Removing this preference for the second half of the chains drastically reduces NUTS’s effectiveness. Figuring out how to include it and satisfy detailed balance was one of the really nice contributions in the original NUTS paper (and implementation).

Have you ever seen 4000 as the estimated n_eff in a default Stan run? That’s probably because the true value is greater than 4000 and we truncated it.

The fix is in

What’s even cooler is that the fix is already in the pipeline and it just happens to be Aki’s first C++ contribution. Here it is on GitHub:

Aki’s also done simulations, so the new version is actually better calibrated as far as MCMC standard error goes (posterior standard deviation divided by the square root of the effective sample size).

A simple example

Consider three Markov processes for drawing a binary sequence y[1], y[2], y[3], …, where each y[n] is in { 0, 1 }. Our target is a uniform stationary distribution, for which each sequence element is marginally uniformly distributed,

Pr[y[n] = 0] = 0.5     Pr[y[n] = 1] = 0.5  

Process 1: Independent.
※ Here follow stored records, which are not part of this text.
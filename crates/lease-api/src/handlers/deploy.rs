use std::net::SocketAddr;

use axum::extract::{ConnectInfo, State};
use axum::Json;
use axum_extra::extract::cookie::CookieJar;
use chrono::{DateTime, Utc};
use serde::{Deserialize, Serialize};

use crate::error::ApiError;
use crate::handlers::ensure_owner_cookie;
use crate::AppState;

#[derive(Debug, Deserialize)]
pub struct DeployRequest {
    pub captcha_id: Option<String>,
    pub captcha_answer: Option<String>,
}

#[derive(Debug, Serialize)]
pub struct DeployResponse {
    message: String,
    port: i32,
    id: String,
    expiration_time: DateTime<Utc>,
}

pub async fn deploy(
    State(state): State<AppState>,
    ConnectInfo(addr): ConnectInfo<SocketAddr>,
    jar: CookieJar,
    Json(body): Json<DeployRequest>,
) -> Result<(CookieJar, Json<DeployResponse>), ApiError> {
    let (jar, owner) = ensure_owner_cookie(jar, state.cookie_secure);
    let client_addr = addr.ip().to_string();

    let outcome = state
        .manager
        .create(
            &owner,
            &client_addr,
            body.captcha_id.as_deref(),
            body.captcha_answer.as_deref(),
        )
        .await?;

    let lease = outcome.lease;
    Ok((
        jar,
        Json(DeployResponse {
            message: "sandbox deployed".to_string(),
            port: lease.port,
            id: lease.id,
            expiration_time: lease.expires_at,
        }),
    ))
}
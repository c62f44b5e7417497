use axum::Json;
use serde_json::{json, Value};

pub async fn health() -> Json<Value> {
    Json(json!({ "status": "healthy" }))
}
use axum::{extract::Request, http::HeaderValue, middleware::Next, response::Response};

/// Middleware to add security headers
pub async fn security_headers_middleware(req: Request, next: Next) -> Response {
    let mut response = next.run(req).await;
    let headers = response.headers_mut();

    // Prevent clickjacking
    headers.insert("x-frame-options", HeaderValue::from_static("DENY"));

    // Prevent MIME type sniffing
    headers.insert(
        "x-content-type-options",
        HeaderValue::from_static("nosniff"),
    );

    // Enable XSS protection
    headers.insert(
        "x-xss-protection",
        HeaderValue::from_static("1; mode=block"),
    );

    // Strict transport security (HSTS)
    headers.insert(
        "strict-transport-security",
        HeaderValue::from_static("max-age=31536000; includeSubDomains"),
    );

    // Content Security Policy
    headers.insert(
        "content-security-policy",
        HeaderValue::from_static("default-src 'self'; script-src 'self' 'unsafe-inline'; style-src 'self' 'unsafe-inline'"),
    );

    // Referrer policy
    headers.insert(
        "referrer-policy",
        HeaderValue::from_static("strict-origin-when-cross-origin"),
    );

    // Permissions policy
    headers.insert(
        "permissions-policy",
        HeaderValue::from_static("geolocation=(), microphone=(), camera=()"),
    );

    response
}
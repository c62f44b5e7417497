use std::future::Future;
use std::time::Duration as StdDuration;

use tokio::time::sleep;

const BACKOFFS_MS: [u64; 3] = [500, 1000, 2000];

/// Retries a store operation up to 3 times with 0.5s/1s/2s backoff, but
/// only for transient connection-level failures. Logical errors (unique
/// key violation, invalid input) are returned immediately.
pub async fn retry_transient<F, Fut, T>(mut op: F) -> Result<T, sqlx::Error>
where
    F: FnMut() -> Fut,
    Fut: Future<Output = Result<T, sqlx::Error>>,
{
    let mut last_err = None;
    for backoff_ms in BACKOFFS_MS.iter().copied().chain(std::iter::once(0)) {
        match op().await {
            Ok(value) => return Ok(value),
            Err(err) if is_transient(&err) => {
                last_err = Some(err);
                if backoff_ms > 0 {
                    sleep(StdDuration::from_millis(backoff_ms)).await;
                }
            }
            Err(err) => return Err(err),
        }
    }
    Err(last_err.expect("loop always runs at least once"))
}

fn is_transient(err: &sqlx::Error) -> bool {
    matches!(
        err,
        sqlx::Error::Io(_) | sqlx::Error::PoolTimedOut | sqlx::Error::PoolClosed | sqlx::Error::Tls(_)
    )
}
//! Domain types and orchestration logic for the sandbox lease manager.
//!
//! Pure business logic, independent of HTTP, the container runtime, and
//! how configuration is sourced. Collaborators are injected as trait
//! objects so this crate never talks to MySQL or Docker directly.

pub mod admission;
pub mod captcha;
pub mod error;
pub mod manager;
pub mod models;
pub mod resource_monitor;
pub mod traits;

pub use admission::{AdmissionController, AdmitRequest};
pub use captcha::InMemoryCaptchaProvider;
pub use error::LeaseError;
pub use manager::{DeployOutcome, ExtendOutcome, LeaseManager, ManagerConfig};
pub use models::{AdmissionSnapshot, Lease, PortSlot, PortState, RateEvent};
pub use resource_monitor::ResourceMonitor;
pub use traits::{
    CaptchaProvider, ContainerSpec, HandleState, HandleStats, HandleStatus, LeaseStore,
    PortRegistry, RuntimeAdapter, RuntimeHandle,
};
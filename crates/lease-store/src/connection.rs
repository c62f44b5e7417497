//! Database connection management.
//!
//! Two pools are kept deliberately separate: one for request-path
//! operations, a smaller dedicated one for the maintenance sweep, so a
//! long-running sweep under contention cannot starve user requests.

use anyhow::Result;
use sqlx::mysql::{MySqlConnectOptions, MySqlPoolOptions};
use sqlx::MySqlPool;
use std::time::Duration;

pub struct ConnectionSettings {
    pub host: String,
    pub port: u16,
    pub database: String,
    pub user: String,
    pub password: String,
}

impl ConnectionSettings {
    fn connect_options(&self) -> MySqlConnectOptions {
        MySqlConnectOptions::new()
            .host(&self.host)
            .port(self.port)
            .database(&self.database)
            .username(&self.user)
            .password(&self.password)
            .statement_cache_capacity(100)
    }
}

pub async fn create_request_pool(
    settings: &ConnectionSettings,
    min_connections: u32,
    max_connections: u32,
) -> Result<MySqlPool> {
    let pool = MySqlPoolOptions::new()
        .max_connections(max_connections)
        .min_connections(min_connections)
        .acquire_timeout(Duration::from_secs(30))
        .idle_timeout(Some(Duration::from_secs(300)))
        .max_lifetime(Some(Duration::from_secs(1800)))
        .test_before_acquire(true)
        .connect_with(settings.connect_options())
        .await?;

    Ok(pool)
}

pub async fn create_maintenance_pool(
    settings: &ConnectionSettings,
    min_connections: u32,
    max_connections: u32,
) -> Result<MySqlPool> {
    let pool = MySqlPoolOptions::new()
        .max_connections(max_connections)
        .min_connections(min_connections)
        .acquire_timeout(Duration::from_secs(30))
        .idle_timeout(Some(Duration::from_secs(300)))
        .max_lifetime(Some(Duration::from_secs(1800)))
        .test_before_acquire(true)
        .connect_with(settings.connect_options())
        .await?;

    Ok(pool)
}
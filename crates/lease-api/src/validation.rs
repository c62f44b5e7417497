//! Request-shape validation for the handful of fields the HTTP layer
//! touches directly. Owner identity comes from a server-set cookie, so
//! there is no password/email surface to validate here.

/// A `user_uuid` cookie value is accepted as an owner identifier only if
/// it looks like a UUID we would have generated ourselves. Anything else
/// (missing, empty, absurdly long) is treated as no session, which sends
/// the caller down the "set a fresh cookie" path rather than erroring.
pub fn is_plausible_owner(value: &str) -> bool {
    !value.is_empty() && value.len() <= 64 && value.chars().all(|c| c.is_ascii_alphanumeric() || c == '-')
}

/// CAPTCHA id/answer are opaque strings from `InMemoryCaptchaProvider`;
/// the only validation that makes sense here is a sane length bound so a
/// client can't post a multi-megabyte field.
pub fn is_plausible_captcha_field(value: &str) -> bool {
    !value.is_empty() && value.len() <= 256
}

#[cfg(test)]
mod tests {
    use super::*;

    #[test]
    fn rejects_empty_and_oversized_owner() {
        assert!(!is_plausible_owner(""));
        assert!(!is_plausible_owner(&"a".repeat(65)));
    }

    #[test]
    fn accepts_uuid_shaped_owner() {
        assert!(is_plausible_owner("3fa85f64-5717-4562-b3fc-2c963f66afa6"));
    }

    #[test]
    fn rejects_owner_with_unexpected_characters() {
        assert!(!is_plausible_owner("../../etc/passwd"));
        assert!(!is_plausible_owner("owner;drop table"));
    }
}
use async_trait::async_trait;
use chrono::{DateTime, Utc};
use std::collections::HashSet;

use crate::error::LeaseError;
use crate::models::Lease;

/// Host-port to container-port mapping plus everything needed to start a
/// sandbox workload. The runtime adapter never persists this; it is built
/// fresh for each create call.
#[derive(Debug, Clone)]
pub struct ContainerSpec {
    pub image: String,
    pub name: String,
    pub host_port: u16,
    pub container_port: u16,
    pub env: Vec<(String, String)>,
    pub network_name: String,
    pub memory_limit_bytes: u64,
    pub memory_swap_limit_bytes: u64,
    pub cpu_period: i64,
    pub cpu_quota: i64,
    pub pids_limit: i64,
    pub read_only_rootfs: bool,
    pub no_new_privileges: bool,
    pub cap_drop: Vec<String>,
    pub cap_add: Vec<String>,
    pub tmpfs: Option<(String, String)>,
    pub hostname: String,
}

#[derive(Debug, Clone)]
pub struct RuntimeHandle {
    pub id: String,
}

#[derive(Debug, Clone, Copy, PartialEq, Eq)]
pub enum HandleState {
    Running,
    Stopped,
    NotFound,
}

#[derive(Debug, Clone, Copy)]
pub struct HandleStatus {
    pub state: HandleState,
    pub running: bool,
}

impl HandleStatus {
    pub fn not_found() -> Self {
        Self {
            state: HandleState::NotFound,
            running: false,
        }
    }
}

#[derive(Debug, Clone, Copy, Default)]
pub struct HandleStats {
    pub cpu_percent: f64,
    pub memory_bytes: u64,
}

/// Thin contract over the container runtime. The only component in the
/// system that talks to the runtime; never persists state.
#[async_trait]
pub trait RuntimeAdapter: Send + Sync {
    async fn create_and_start(&self, spec: &ContainerSpec) -> Result<RuntimeHandle, LeaseError>;
    async fn remove(&self, handle_id: &str) -> Result<(), LeaseError>;
    async fn status(&self, handle_id: &str) -> Result<HandleStatus, LeaseError>;
    async fn restart(&self, handle_id: &str) -> Result<(), LeaseError>;
    async fn stats(&self, handle_id: &str) -> Result<HandleStats, LeaseError>;
    async fn list_by_name_prefix(&self, prefix: &str) -> Result<Vec<RuntimeHandle>, LeaseError>;
}

/// Maintains the authoritative set of host ports and their allocation
/// status; issues atomic reservations.
#[async_trait]
pub trait PortRegistry: Send + Sync {
    async fn allocate(
        &self,
        holder_id: &str,
        blocked: &HashSet<u16>,
    ) -> Result<Option<u16>, LeaseError>;
    /// Repoints a reserved slot's holder id, used once the runtime handle
    /// id is known (the id `allocate` was called with is only a
    /// provisional container name chosen before the runtime call).
    async fn set_holder(&self, port: u16, holder_id: &str) -> Result<(), LeaseError>;
    async fn release(&self, port: u16) -> Result<(), LeaseError>;
    async fn is_allocated(&self, port: u16) -> Result<bool, LeaseError>;
    async fn sweep_stale(&self, max_age: chrono::Duration) -> Result<u32, LeaseError>;
}

/// Durable record of active leases and recent admission events.
#[async_trait]
pub trait LeaseStore: Send + Sync {
    async fn insert_lease(&self, lease: &Lease) -> Result<(), LeaseError>;
    async fn get_lease_by_owner(&self, owner: &str) -> Result<Option<Lease>, LeaseError>;
    async fn get_lease_by_id(&self, id: &str) -> Result<Option<Lease>, LeaseError>;
    async fn update_expires_at(&self, id: &str, new_ts: DateTime<Utc>) -> Result<(), LeaseError>;
    async fn delete_lease(&self, id: &str) -> Result<(), LeaseError>;
    async fn scan_expired(&self, now: DateTime<Utc>) -> Result<Vec<Lease>, LeaseError>;
    async fn scan_all(&self) -> Result<Vec<Lease>, LeaseError>;
    async fn count_leases(&self) -> Result<u32, LeaseError>;
    async fn count_leases_by_client(&self, client_addr: &str) -> Result<u32, LeaseError>;
    async fn record_rate_event(
        &self,
        client_addr: &str,
        ts: DateTime<Utc>,
    ) -> Result<(), LeaseError>;
    async fn count_rate_events(
        &self,
        client_addr: &str,
        since: DateTime<Utc>,
    ) -> Result<u32, LeaseError>;
    async fn prune_rate_events(&self, before: DateTime<Utc>) -> Result<(), LeaseError>;
}

/// One-time-use, TTL'd challenge/response collaborator. Image rendering
/// itself is out of scope; this returns an opaque challenge string.
#[async_trait]
pub trait CaptchaProvider: Send + Sync {
    async fn issue(&self) -> (String, String);
    async fn verify(&self, id: &str, answer: &str) -> bool;
}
This Markov process draws each y[n] independently. Whether the previous state is 0 or 1, the next state has a 50-50 chance of being either 0 or 1.

Here are the transition probabilities:

Pr[0 | 1] = 0.5   Pr[1 | 1] = 0.5
Pr[0 | 0] = 0.5   Pr[1 | 0] = 0.5

More formally, these should be written in the form

Pr[y[n + 1] = 0 | y[n] = 1] = 0.5

For this Markov chain, the stationary distribution is uniform. That is, some number of steps after initialization, there’s a probability of 0.5 of being in state 0 and a probability of 0.5 of being in state 1. More formally, there exists an m such that for all n > m,

Pr[y[n] = 1] = 0.5

The process will have an effective sample size exactly equal to the number of iterations because each state in a chain is independent.
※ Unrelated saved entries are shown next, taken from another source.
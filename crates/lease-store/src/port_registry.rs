use std::collections::HashSet;
use std::time::Duration as StdDuration;

use async_trait::async_trait;
use chrono::Utc;
use lease_core::{LeaseError, PortRegistry};
use sqlx::MySqlPool;
use tokio::time::sleep;

/// `SELECT ... FOR UPDATE SKIP LOCKED` backed port registry. Concurrent
/// `allocate` calls each either return a distinct port or observe
/// no-row-available; this is never relaxed to optimistic concurrency with
/// retry-on-conflict, since at saturation a thundering herd would be
/// user-visible as request failures.
pub struct SqlPortRegistry {
    pool: MySqlPool,
    max_attempts: u32,
}

impl SqlPortRegistry {
    pub fn new(pool: MySqlPool, max_attempts: u32) -> Self {
        Self { pool, max_attempts }
    }

    /// Populates the slot table from the configured range on first
    /// startup. A process restart must not reset allocation state, so
    /// this only inserts ports that are not already present.
    pub async fn initialize_range(&self, range: std::ops::Range<u16>) -> Result<(), LeaseError> {
        for port in range {
            sqlx::query(
                "INSERT IGNORE INTO port_allocations (port, allocated) VALUES (?, FALSE)",
            )
            .bind(port as i32)
            .execute(&self.pool)
            .await?;
        }
        Ok(())
    }

    async fn try_allocate_once(
        &self,
        holder_id: &str,
        blocked: &HashSet<u16>,
    ) -> Result<Option<u16>, LeaseError> {
        let mut tx = self.pool.begin().await?;

        let blocked_list: Vec<i32> = blocked.iter().map(|p| *p as i32).collect();
        let placeholders = if blocked_list.is_empty() {
            String::new()
        } else {
            format!(
                "AND port NOT IN ({})",
                blocked_list.iter().map(|_| "?").collect::<Vec<_>>().join(", ")
            )
        };

        let query_str = format!(
            "SELECT port FROM port_allocations WHERE allocated = FALSE {} ORDER BY port ASC LIMIT 1 FOR UPDATE SKIP LOCKED",
            placeholders
        );

        let mut query = sqlx::query_scalar::<_, i32>(&query_str);
        for p in &blocked_list {
            query = query.bind(p);
        }

        let candidate: Option<i32> = query.fetch_optional(&mut *tx).await?;

        let Some(port) = candidate else {
            tx.rollback().await?;
            return Ok(None);
        };

        sqlx::query(
            "UPDATE port_allocations SET allocated = TRUE, container_id = ?, allocated_time = ? WHERE port = ?",
        )
        .bind(holder_id)
        .bind(Utc::now())
        .bind(port)
        .execute(&mut *tx)
        .await?;

        tx.commit().await?;
        Ok(Some(port as u16))
    }
}

#[async_trait]
impl PortRegistry for SqlPortRegistry {
    async fn allocate(
        &self,
        holder_id: &str,
        blocked: &HashSet<u16>,
    ) -> Result<Option<u16>, LeaseError> {
        let mut backoff_ms = 500u64;
        for attempt in 1..=self.max_attempts {
            if let Some(port) = self.try_allocate_once(holder_id, blocked).await? {
                return Ok(Some(port));
            }
            if attempt == self.max_attempts {
                break;
            }
            sleep(StdDuration::from_millis(backoff_ms)).await;
            backoff_ms *= 2;
        }
        Ok(None)
    }

    async fn set_holder(&self, port: u16, holder_id: &str) -> Result<(), LeaseError> {
        sqlx::query("UPDATE port_allocations SET container_id = ? WHERE port = ?")
            .bind(holder_id)
            .bind(port as i32)
            .execute(&self.pool)
            .await?;
        Ok(())
    }

    async fn release(&self, port: u16) -> Result<(), LeaseError> {
        sqlx::query(
            "UPDATE port_allocations SET allocated = FALSE, container_id = NULL, allocated_time = NULL WHERE port = ?",
        )
        .bind(port as i32)
        .execute(&self.pool)
        .await?;
        Ok(())
    }

    async fn is_allocated(&self, port: u16) -> Result<bool, LeaseError> {
        let allocated: Option<bool> = sqlx::query_scalar(
            "SELECT allocated FROM port_allocations WHERE port = ?",
        )
        .bind(port as i32)
        .fetch_optional(&self.pool)
        .await?;
        Ok(allocated.unwrap_or(false))
    }

    async fn sweep_stale(&self, max_age: chrono::Duration) -> Result<u32, LeaseError> {
        let cutoff = Utc::now() - max_age;

        // A slot is orphaned if reserved before the cutoff and its holder
        // has no matching row in `containers`. `container_id` is
        // repointed to the runtime handle id via `set_holder` once it is
        // known, so this join key matches `containers.id` the same way
        // `Lease.id` does.
        let result = sqlx::query(
            r#"
            UPDATE port_allocations pa
            LEFT JOIN containers c ON c.id = pa.container_id
            SET pa.allocated = FALSE, pa.container_id = NULL, pa.allocated_time = NULL
            WHERE pa.allocated = TRUE
              AND pa.allocated_time < ?
              AND c.id IS NULL
            "#,
        )
        .bind(cutoff)
        .execute(&self.pool)
        .await?;

        Ok(result.rows_affected() as u32)
    }
}
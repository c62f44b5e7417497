//! §4.C Runtime Adapter plus the platform-level concerns the lease manager
//! needs around its own HTTP listener:
//!
//! - **Runtime Adapter**: [`DockerRuntimeAdapter`] (bollard-backed) and
//!   [`FakeRuntimeAdapter`] (in-memory test fake) implement
//!   `lease_core::RuntimeAdapter` — the narrow "one prod impl, one fake"
//!   interface called for in `spec.md` §9.
//! - **Own-port binding**: production-grade binding for the HTTP listener
//!   itself (distinct from the sandbox port pool the Port Registry owns),
//!   with OS-level socket reuse and multi-process lease coordination.
//! - **Graceful shutdown signal** consumed by the root binary.

pub mod docker_adapter;
pub mod fake_adapter;
pub mod host_sampler;
pub mod port_authority;
pub mod port_lease;
pub mod port_policy;
pub mod safe_socket;
pub mod shutdown;

pub use docker_adapter::DockerRuntimeAdapter;
pub use fake_adapter::FakeRuntimeAdapter;
pub use host_sampler::HostSampler;
pub use port_authority::PortAuthority;
pub use port_lease::PortLease;
pub use port_policy::{PortClass, PortPolicy};
pub use safe_socket::ManagedListener;
pub use shutdown::shutdown_signal;

/// Own-port-binding errors, distinct from `lease_core::LeaseError` which
/// covers the domain-level runtime/store/admission failures.
#[derive(Debug, thiserror::Error)]
pub enum PlatformError {
    #[error("Port error: {0}")]
    Port(#[from] port_authority::PortError),

    #[error("Policy error: {0}")]
    Policy(#[from] port_policy::PolicyError),

    #[error("IO error: {0}")]
    Io(#[from] std::io::Error),
}

pub type Result<T> = std::result::Result<T, PlatformError>;
//! Prometheus metrics recorder installation and rendering.
//!
//! `spec.md` §6 names `GET /metrics` as an interface the core exposes to but
//! the exporter itself is out of scope for the core; this module installs
//! the recorder `lease-core`'s counters/gauges publish through, so
//! `lease-api` has something real to render behind the admin gate.

use metrics_exporter_prometheus::{PrometheusBuilder, PrometheusHandle};

/// Installs the global Prometheus recorder and returns a handle whose
/// `render()` produces the text-exposition body for `GET /metrics`.
pub fn install_recorder() -> anyhow::Result<PrometheusHandle> {
    let handle = PrometheusBuilder::new()
        .install_recorder()
        .map_err(|err| anyhow::anyhow!(err))?;
    Ok(handle)
}
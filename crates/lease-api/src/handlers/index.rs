use axum::response::Html;

const PAGE: &str = r#"<!DOCTYPE html>
<html lang="en">
<head><meta charset="utf-8"><title>sandbox lease manager</title></head>
<body>
<h1>sandbox lease manager</h1>
<p>POST /deploy to start a sandbox, POST /extend or /stop to manage it.</p>
</body>
</html>"#;

pub async fn index() -> Html<&'static str> {
    Html(PAGE)
}
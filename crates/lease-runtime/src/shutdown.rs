//! Shutdown signal used by the root binary to trigger §4.E.5 graceful
//! shutdown: listens for SIGTERM/SIGINT and returns, letting `main` drive
//! `LeaseManager::shutdown` within its own deadline rather than tearing
//! the process down here.

use tokio::signal;
use tracing::info;

/// Resolves once SIGTERM or SIGINT (Ctrl+C) is received.
pub async fn shutdown_signal() {
    #[cfg(unix)]
    {
        use tokio::signal::unix::{signal, SignalKind};

        let mut sigterm =
            signal(SignalKind::terminate()).expect("failed to register SIGTERM handler");
        let mut sigint =
            signal(SignalKind::interrupt()).expect("failed to register SIGINT handler");

        tokio::select! {
            _ = sigterm.recv() => {
                info!("received SIGTERM");
            }
            _ = sigint.recv() => {
                info!("received SIGINT (Ctrl+C)");
            }
        }
    }

    #[cfg(not(unix))]
    {
        signal::ctrl_c()
            .await
            .expect("failed to listen for Ctrl+C");
        info!("received Ctrl+C");
    }
}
Process 2: Correlated. This one makes correlated draws and is more likely to emit sequences of the same symbol.

Pr[0 | 1] = 0.01   Pr[1 | 1] = 0.99
Pr[0 | 0] = 0.99   Pr[1 | 0] = 0.01

Nevertheless, the stationary distribution remains uniform. Chains drawn according to this process will be slow to mix in the sense that they will have long sequences of zeroes and long sequences of ones.
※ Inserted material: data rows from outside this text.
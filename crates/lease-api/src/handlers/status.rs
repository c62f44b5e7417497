use axum::extract::State;
use axum::Json;
use serde::Serialize;

use crate::AppState;

#[derive(Debug, Serialize)]
pub struct StatusResponse {
    status: String,
    service: String,
    challenge: String,
}

/// Public, unauthenticated service status (`spec.md` §6 `GET /status`) —
/// not to be confused with a per-owner lease lookup, which isn't part of
/// the documented interface.
pub async fn status(State(state): State<AppState>) -> Json<StatusResponse> {
    Json(StatusResponse {
        status: "ok".to_string(),
        service: state.compose_project_name.clone(),
        challenge: state.images_name.clone(),
    })
}
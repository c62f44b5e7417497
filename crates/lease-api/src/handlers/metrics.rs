use axum::extract::State;
use axum::http::header;
use axum::response::{IntoResponse, Response};

use crate::AppState;

/// `GET /metrics`, admin-gated. Renders the Prometheus text-exposition
/// format through the recorder installed at startup.
pub async fn metrics(State(state): State<AppState>) -> Response {
    let body = state.metrics_handle.render();
    (
        [(header::CONTENT_TYPE, "text/plain; version=0.0.4")],
        body,
    )
        .into_response()
}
The effective sample size will be much smaller than the number of iterations when drawing chains from this process.

Process 3: Anticorrelated. The final process makes anticorrelated draws. It’s more likely to switch back and forth after every output, so that there will be very few repeating sequences of digits.

Pr[0 | 1] = 0.99   Pr[1 | 1] = 0.01
Pr[0 | 0] = 0.01   Pr[1 | 0] = 0.99

The stationary distribution is still uniform. Chains drawn according to this process will mix very quickly.

With an anticorrelated process, the effective sample size will be greater than the number of iterations.

Visualization

If I had more time, I’d simulate, draw some traceplots, and also show correlation plots at various lags and the rate at which the estimated mean converges. This example’s totally going in the Coursera course I’m doing on MCMC, so I’ll have to work out the visualizations soon.